Personal information
- Date of birth: 14 November 1999 (age 26)
- Place of birth: Munich, Germany
- Height: 1.71 m (5 ft 7 in)
- Position: Right winger

Team information
- Current team: GKS Tychy
- Number: 7

Youth career
- SV 1880 München
- 0000–2016: FC Ismaning
- 2016–2017: FC Memmingen

Senior career*
- Years: Team / Apps / (Gls)
- 2017–2018: 1860 Munich II / 24 / (5)
- 2018–2020: 1860 Munich / 13 / (2)
- 2020–2022: Arminia Bielefeld / 1 / (0)
- 2021: → Türkgücü München (loan) / 14 / (2)
- 2021–2022: → TSV Hartberg (loan) / 29 / (4)
- 2022–2024: VfL Osnabrück / 59 / (2)
- 2024–2025: Iğdır / 7 / (0)
- 2025–2026: GKS Tychy / 15 / (3)
- 2026–: GKS Tychy / 0 / (0)

= Noel Niemann =

German footballer

Noel Niemann (born 14 November 1999) is a German professional footballer who plays as a right winger for II liga club GKS Tychy.

==Career==
Born in Munich, Niemann started playing football with local SV 1880 München.

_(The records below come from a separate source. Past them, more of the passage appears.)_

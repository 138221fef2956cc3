//! Integration tests for saving, loading and clearing a cart.
//!
//! Run with: cargo test -p quickbasket-integration-tests --test cart_round_trip

use quickbasket_cart_storage::{
    CART_KEY, CartStore, ENVELOPE_TYPE, MemoryBackend, SCHEMA_VERSION, StorageBackend,
};
use quickbasket_core::{CartItem, Quantity, UnitPrice, cart_subtotal};
use serde_json::{Value, json};

fn item(name: &str, price: &str, quantity: u64) -> CartItem {
    CartItem::new(
        name,
        UnitPrice::parse(price).expect("valid price"),
        Quantity::new(quantity).expect("valid quantity"),
    )
    .expect("valid item")
}

fn stored_envelope(store: &CartStore<MemoryBackend>) -> Value {
    let raw = store
        .backend()
        .peek(CART_KEY)
        .expect("cart should be stored");
    serde_json::from_str(&raw).expect("stored cart should be JSON")
}

#[test]
fn test_round_trip_preserves_valid_items() {
    let store = CartStore::new(MemoryBackend::new());
    let items = vec![
        item("Mango", "20", 1).with_id("sku-1").with_image("mango.png"),
        item("Kiwi", "3.50", 4).with_id(42),
    ];

    assert!(store.save_cart(&items));
    assert_eq!(store.load_cart(), items);
}

#[test]
fn test_invalid_items_are_normalized_or_dropped() {
    let store = CartStore::new(MemoryBackend::new());
    let raw = vec![
        json!({"name": "Apple", "price": 9.995, "quantity": 2.7}),
        json!({"name": "", "price": 1, "quantity": 1}),
        json!({"name": "Bad", "price": -1, "quantity": 1}),
        json!({"price": 5, "quantity": 1}),
        json!("not an item"),
    ];

    assert!(store.save_cart(&raw));

    let items = store.load_cart();
    assert_eq!(items.len(), 1);
    let apple = items.first().expect("apple should survive");
    assert_eq!(apple.name(), "Apple");
    assert_eq!(apple.price().to_string(), "10.00");
    assert_eq!(apple.quantity().get(), 2);
    assert_eq!(apple.image(), "");
    assert_eq!(apple.id(), &Value::Null);
}

#[test]
fn test_loose_numeric_strings_are_coerced() {
    let store = CartStore::new(MemoryBackend::new());
    let raw = vec![json!({"name": " Pear ", "price": " 1.5 ", "quantity": "3"})];

    assert!(store.save_cart(&raw));

    let items = store.load_cart();
    assert_eq!(items, vec![item("Pear", "1.50", 3)]);
}

#[test]
fn test_saving_loaded_cart_is_idempotent() {
    let store = CartStore::new(MemoryBackend::new());
    let raw = vec![
        json!({"id": "a", "name": "Apple", "price": 0.333, "quantity": 7.9, "image": "a.png"}),
        json!({"name": "Melon", "price": "12", "quantity": true}),
    ];

    assert!(store.save_cart(&raw));
    let first = store.load_cart();
    assert!(store.save_cart(&first));
    let second = store.load_cart();

    assert_eq!(first, second);
    assert_eq!(first.len(), 2);
}

#[test]
fn test_envelope_layout() {
    let store = CartStore::new(MemoryBackend::new());
    assert!(store.save_cart(&[item("Mango", "20", 2)]));

    let envelope = stored_envelope(&store);
    assert_eq!(envelope["type"], ENVELOPE_TYPE);
    assert_eq!(envelope["version"], SCHEMA_VERSION);
    assert!(envelope["updatedAt"].as_i64().expect("timestamp") > 0);
    assert_eq!(envelope["items"][0]["name"], "Mango");
    assert_eq!(envelope["items"][0]["quantity"], 2);
}

#[test]
fn test_clear_then_load_is_empty() {
    let store = CartStore::new(MemoryBackend::new());
    assert!(store.save_cart(&[item("Mango", "20", 1)]));

    assert!(store.clear_cart());
    assert!(store.load_cart().is_empty());
    assert!(!store.backend().contains_key(CART_KEY));

    // Clearing an already empty cart still succeeds
    assert!(store.clear_cart());
}

#[test]
fn test_corrupt_primary_loads_empty() {
    let store = CartStore::new(MemoryBackend::new());
    for garbage in ["{not json", "[]", "42", r#"{"items": "nope"}"#] {
        store
            .backend()
            .set(CART_KEY, garbage)
            .expect("memory write");
        assert!(store.load_cart().is_empty(), "payload {garbage:?}");
    }
}

#[test]
fn test_storage_info_reflects_stored_cart() {
    let store = CartStore::new(MemoryBackend::new());

    let empty = store.storage_info();
    assert!(empty.available);
    assert_eq!(empty.key, CART_KEY);
    assert_eq!(empty.version, None);
    assert_eq!(empty.items, 0);
    assert_eq!(empty.bytes, 0);

    let items = vec![item("Mango", "20", 1), item("Kiwi", "3", 2)];
    assert!(store.save_cart(&items));

    let info = store.storage_info();
    let raw = store.backend().peek(CART_KEY).expect("stored cart");
    assert_eq!(info.version.as_deref(), Some(SCHEMA_VERSION));
    assert_eq!(info.items, 2);
    assert_eq!(info.bytes, raw.len());
    assert_eq!(cart_subtotal(&store.load_cart()).to_string(), "26.00");
}

#[test]
fn test_unavailable_storage_fails_softly() {
    let store = CartStore::new(MemoryBackend::new());
    assert!(store.save_cart(&[item("Mango", "20", 1)]));
    store.backend().set_available(false);

    assert!(!store.is_available());
    assert!(!store.save_cart(&[item("Kiwi", "3", 1)]));
    assert!(store.load_cart().is_empty());
    assert!(!store.clear_cart());
    assert!(!store.migrate_from_legacy());
    assert!(!store.storage_info().available);

    store.backend().set_available(true);
    assert_eq!(store.load_cart(), vec![item("Mango", "20", 1)]);
}

#[test]
fn test_bulk_quantity_survives_and_oversized_price_is_dropped() {
    let store = CartStore::new(MemoryBackend::new());
    let raw = vec![
        json!({"name": "Bulk", "price": 1, "quantity": 5_000_000_000u64}),
        json!({"name": "Yacht", "price": 1e30, "quantity": 1}),
    ];

    assert!(store.save_cart(&raw));

    let items = store.load_cart();
    assert_eq!(items, vec![item("Bulk", "1", 5_000_000_000)]);
    assert_eq!(cart_subtotal(&items).to_string(), "5000000000.00");
}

In June 2020, Munich-based blog sechzger.de reported Niemann would not renew his expiring contract at 3. Liga club 1860 Munich and had instead signed for Arminia Bielefeld, who at the time were leading the table of the 2. Bundesliga. In July 2020, Arminia confirmed the move, with Niemann signing a contract until summer 2024.

On 30 August 2022, Niemann signed with VfL Osnabrück.

==Personal life==
Niemann was born in Germany and is of Afghan and Liberian descent.